_SUPPLIED INFORMATION_
BEGIN

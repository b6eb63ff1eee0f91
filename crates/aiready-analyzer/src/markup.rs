//! Low-level HTML scanning helpers for signal extraction.
//!
//! These work on the raw markup with targeted patterns rather than a full
//! DOM parse: malformed markup degrades to "no match", never to a failure.
//! See [`crate::extract`] for how they compose into a full signal set.

use regex::Regex;

/// A heading with the cleaned text that follows it, up to the next heading.
#[derive(Debug, Clone)]
pub(crate) struct Heading {
    pub level: u8,
    pub text: String,
    /// Visible text between this heading and the next (or end of document),
    /// cleaned and capped.
    pub following: String,
}

/// Cap on how much following-text is kept per heading.
const FOLLOWING_TEXT_MAX_CHARS: usize = 600;

/// Returns the `content` of the first `<meta>` whose `name` or `property`
/// equals `key` (case-insensitive). Handles both attribute orders.
pub(crate) fn meta_content(html: &str, key: &str) -> Option<String> {
    let escaped = regex::escape(key);
    let name_first = Regex::new(&format!(
        r#"(?is)<meta\b[^>]*\b(?:name|property)\s*=\s*["']{escaped}["'][^>]*\bcontent\s*=\s*["']([^"']*)["']"#
    ))
    .expect("valid meta regex");
    let content_first = Regex::new(&format!(
        r#"(?is)<meta\b[^>]*\bcontent\s*=\s*["']([^"']*)["'][^>]*\b(?:name|property)\s*=\s*["']{escaped}["']"#
    ))
    .expect("valid meta regex");

    let raw = name_first
        .captures(html)
        .or_else(|| content_first.captures(html))?
        .get(1)?
        .as_str();
    let cleaned = clean_text(raw);
    if cleaned.is_empty() {
        None
    } else {
        Some(cleaned)
    }
}

/// Returns the `href` of the first `<link>` carrying `rel="<rel>"`.
pub(crate) fn link_href(html: &str, rel: &str) -> Option<String> {
    let escaped = regex::escape(rel);
    let rel_first = Regex::new(&format!(
        r#"(?is)<link\b[^>]*\brel\s*=\s*["']{escaped}["'][^>]*\bhref\s*=\s*["']([^"']+)["']"#
    ))
    .expect("valid link regex");
    let href_first = Regex::new(&format!(
        r#"(?is)<link\b[^>]*\bhref\s*=\s*["']([^"']+)["'][^>]*\brel\s*=\s*["']{escaped}["']"#
    ))
    .expect("valid link regex");

    rel_first
        .captures(html)
        .or_else(|| href_first.captures(html))
        .and_then(|cap| cap.get(1))
        .map(|m| m.as_str().trim().to_owned())
        .filter(|href| !href.is_empty())
}

/// Returns the cleaned inner text of `<title>`, if present and non-empty.
pub(crate) fn title(html: &str) -> Option<String> {
    let re = Regex::new(r"(?is)<title[^>]*>(.*?)</title>").expect("valid title regex");
    let raw = re.captures(html)?.get(1)?.as_str();
    let cleaned = clean_text(raw);
    if cleaned.is_empty() {
        None
    } else {
        Some(cleaned)
    }
}

/// Returns all `<h1>`–`<h3>` headings in document order, each paired with
/// the visible text that follows it.
pub(crate) fn headings(html: &str) -> Vec<Heading> {
    let re = Regex::new(r"(?is)<h([1-3])[^>]*>(.*?)</h[1-3]\s*>").expect("valid heading regex");

    let matches: Vec<(usize, usize, u8, String)> = re
        .captures_iter(html)
        .filter_map(|cap| {
            let whole = cap.get(0)?;
            let level = cap.get(1)?.as_str().parse::<u8>().ok()?;
            // Heading content may carry inline markup (<span>, <em>, ...).
            let text = strip_tags(cap.get(2)?.as_str());
            Some((whole.start(), whole.end(), level, text))
        })
        .collect();

    matches
        .iter()
        .enumerate()
        .map(|(i, (_, end, level, text))| {
            let until = matches
                .get(i + 1)
                .map_or(html.len(), |(next_start, ..)| *next_start);
            let following = truncate_chars(&strip_tags(&html[*end..until]), FOLLOWING_TEXT_MAX_CHARS);
            Heading {
                level: *level,
                text: text.clone(),
                following,
            }
        })
        .collect()
}

/// Returns the `content` of `<meta name="robots">`, if present.
pub(crate) fn robots_directives(html: &str) -> Option<String> {
    meta_content(html, "robots")
}

/// Returns the `datetime` attribute of the first `<time>` element.
pub(crate) fn time_datetime(html: &str) -> Option<String> {
    let re = Regex::new(r#"(?is)<time\b[^>]*\bdatetime\s*=\s*["']([^"']+)["']"#)
        .expect("valid time regex");
    re.captures(html)
        .and_then(|cap| cap.get(1))
        .map(|m| m.as_str().trim().to_owned())
        .filter(|s| !s.is_empty())
}

/// Returns all anchor `href` values in document order.
pub(crate) fn anchor_hrefs(html: &str) -> Vec<String> {
    let re = Regex::new(r#"(?is)<a\b[^>]*\bhref\s*=\s*["']([^"']+)["']"#).expect("valid anchor regex");
    re.captures_iter(html)
        .filter_map(|cap| cap.get(1))
        .map(|m| m.as_str().trim().to_owned())
        .filter(|href| !href.is_empty())
        .collect()
}

/// Scans visible text for the first price-shaped pattern: a currency amount
/// (`$29`, `€9.99`, `120 USD`) or a per-period phrase (`per month`).
pub(crate) fn pricing_snippet(text: &str) -> Option<String> {
    let re = Regex::new(
        r"(?i)(?:[$€£]\s?\d[\d,]*(?:\.\d{1,2})?(?:\s?/\s?(?:mo|month|yr|year|user|seat))?|\d[\d,]*(?:\.\d{1,2})?\s?(?:USD|EUR|GBP)|per\s+(?:month|year|user|seat))",
    )
    .expect("valid pricing regex");
    re.find(text).map(|m| m.as_str().trim().to_owned())
}

/// Strips `<script>`/`<style>` blocks and all tags, collapsing whitespace.
pub(crate) fn strip_tags(html: &str) -> String {
    let script_re =
        Regex::new(r"(?is)<(script|style)\b[^>]*>.*?</(script|style)\s*>").expect("valid block regex");
    let tag_re = Regex::new(r"(?s)<[^>]*>").expect("valid tag regex");

    let without_blocks = script_re.replace_all(html, " ");
    let without_tags = tag_re.replace_all(&without_blocks, " ");
    clean_text(&without_tags)
}

/// Collapses whitespace and decodes the handful of entities that matter for
/// evidence snippets.
pub(crate) fn clean_text(s: &str) -> String {
    let decoded = s
        .replace("&nbsp;", " ")
        .replace("&amp;", "&")
        .replace("&quot;", "\"")
        .replace("&#39;", "'")
        .replace("&lt;", "<")
        .replace("&gt;", ">");
    decoded.split_whitespace().collect::<Vec<_>>().join(" ")
}

/// Truncates to at most `max_chars` characters, on a char boundary.
pub(crate) fn truncate_chars(s: &str, max_chars: usize) -> String {
    if s.chars().count() <= max_chars {
        s.to_owned()
    } else {
        s.chars().take(max_chars).collect()
    }
}

#[cfg(test)]
mod tests {
    use super::*;

    // -----------------------------------------------------------------------
    // meta_content
    // -----------------------------------------------------------------------

    #[test]
    fn meta_content_name_before_content() {
        let html = r#"<meta name="description" content="A fine site">"#;
        assert_eq!(
            meta_content(html, "description").as_deref(),
            Some("A fine site")
        );
    }

    #[test]
    fn meta_content_content_before_name() {
        let html = r#"<meta content="A fine site" name="description">"#;
        assert_eq!(
            meta_content(html, "description").as_deref(),
            Some("A fine site")
        );
    }

    #[test]
    fn meta_content_matches_property_attribute() {
        let html = r#"<meta property="og:site_name" content="Acme">"#;
        assert_eq!(meta_content(html, "og:site_name").as_deref(), Some("Acme"));
    }

    #[test]
    fn meta_content_empty_value_is_none() {
        let html = r#"<meta name="description" content="">"#;
        assert!(meta_content(html, "description").is_none());
    }

    #[test]
    fn meta_content_absent_is_none() {
        assert!(meta_content("<p>hello</p>", "description").is_none());
    }

    // -----------------------------------------------------------------------
    // link_href / title / time
    // -----------------------------------------------------------------------

    #[test]
    fn link_href_finds_canonical() {
        let html = r#"<link rel="canonical" href="https://example.com/page">"#;
        assert_eq!(
            link_href(html, "canonical").as_deref(),
            Some("https://example.com/page")
        );
    }

    #[test]
    fn link_href_handles_reversed_attributes() {
        let html = r#"<link href="/sitemap.xml" rel="sitemap">"#;
        assert_eq!(link_href(html, "sitemap").as_deref(), Some("/sitemap.xml"));
    }

    #[test]
    fn title_returns_cleaned_text() {
        assert_eq!(
            title("<title>  Acme &amp; Co </title>").as_deref(),
            Some("Acme & Co")
        );
    }

    #[test]
    fn title_empty_is_none() {
        assert!(title("<title>   </title>").is_none());
    }

    #[test]
    fn time_datetime_extracts_attribute() {
        let html = r#"<time datetime="2026-01-15">Jan 15</time>"#;
        assert_eq!(time_datetime(html).as_deref(), Some("2026-01-15"));
    }

    // -----------------------------------------------------------------------
    // headings
    // -----------------------------------------------------------------------

    #[test]
    fn headings_collects_levels_and_text_in_order() {
        let html = "<h1>Main</h1><p>intro</p><h2>What is it?</h2><p>An answer.</p>";
        let hs = headings(html);
        assert_eq!(hs.len(), 2);
        assert_eq!((hs[0].level, hs[0].text.as_str()), (1, "Main"));
        assert_eq!((hs[1].level, hs[1].text.as_str()), (2, "What is it?"));
    }

    #[test]
    fn headings_captures_following_text() {
        let html = "<h2>How does pricing work?</h2><p>Plans start at $29 per month.</p><h2>Next</h2>";
        let hs = headings(html);
        assert_eq!(hs[0].following, "Plans start at $29 per month.");
        assert_eq!(hs[1].following, "");
    }

    #[test]
    fn headings_ignores_deeper_levels() {
        let hs = headings("<h4>Deep</h4><h1>Top</h1>");
        assert_eq!(hs.len(), 1);
        assert_eq!(hs[0].text, "Top");
    }

    // -----------------------------------------------------------------------
    // anchors / pricing / strip_tags
    // -----------------------------------------------------------------------

    #[test]
    fn anchor_hrefs_collects_all() {
        let html = r##"<a href="/pricing">Pricing</a> <a href="https://other.com">Out</a>"##;
        assert_eq!(anchor_hrefs(html), vec!["/pricing", "https://other.com"]);
    }

    #[test]
    fn pricing_snippet_matches_dollar_amount() {
        assert_eq!(
            pricing_snippet("Plans start at $29/mo for teams").as_deref(),
            Some("$29/mo")
        );
    }

    #[test]
    fn pricing_snippet_matches_currency_code() {
        assert_eq!(pricing_snippet("From 120 USD annually").as_deref(), Some("120 USD"));
    }

    #[test]
    fn pricing_snippet_matches_per_period() {
        assert_eq!(pricing_snippet("billed per month").as_deref(), Some("per month"));
    }

    #[test]
    fn pricing_snippet_absent_is_none() {
        assert!(pricing_snippet("no commercial content here").is_none());
    }

    #[test]
    fn strip_tags_removes_scripts_and_markup() {
        let html = "<p>Hello</p><script>var x = 1;</script><div>world</div>";
        assert_eq!(strip_tags(html), "Hello world");
    }

    #[test]
    fn truncate_chars_is_boundary_safe() {
        assert_eq!(truncate_chars("héllo", 2), "hé");
        assert_eq!(truncate_chars("ok", 10), "ok");
    }
}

END

_INSTRUCTIONS TO FOLLOW_
The expected answer is a copy of each line in the records that holds the word "month".

_RESPONSE_
/// (`$29`, `€9.99`, `120 USD`) or a per-period phrase (`per month`).
        r"(?i)(?:[$€£]\s?\d[\d,]*(?:\.\d{1,2})?(?:\s?/\s?(?:mo|month|yr|year|user|seat))?|\d[\d,]*(?:\.\d{1,2})?\s?(?:USD|EUR|GBP)|per\s+(?:month|year|user|seat))",
        let html = "<h2>How does pricing work?</h2><p>Plans start at $29 per month.</p><h2>Next</h2>";
        assert_eq!(hs[0].following, "Plans start at $29 per month.");
        assert_eq!(pricing_snippet("billed per month").as_deref(), Some("per month"));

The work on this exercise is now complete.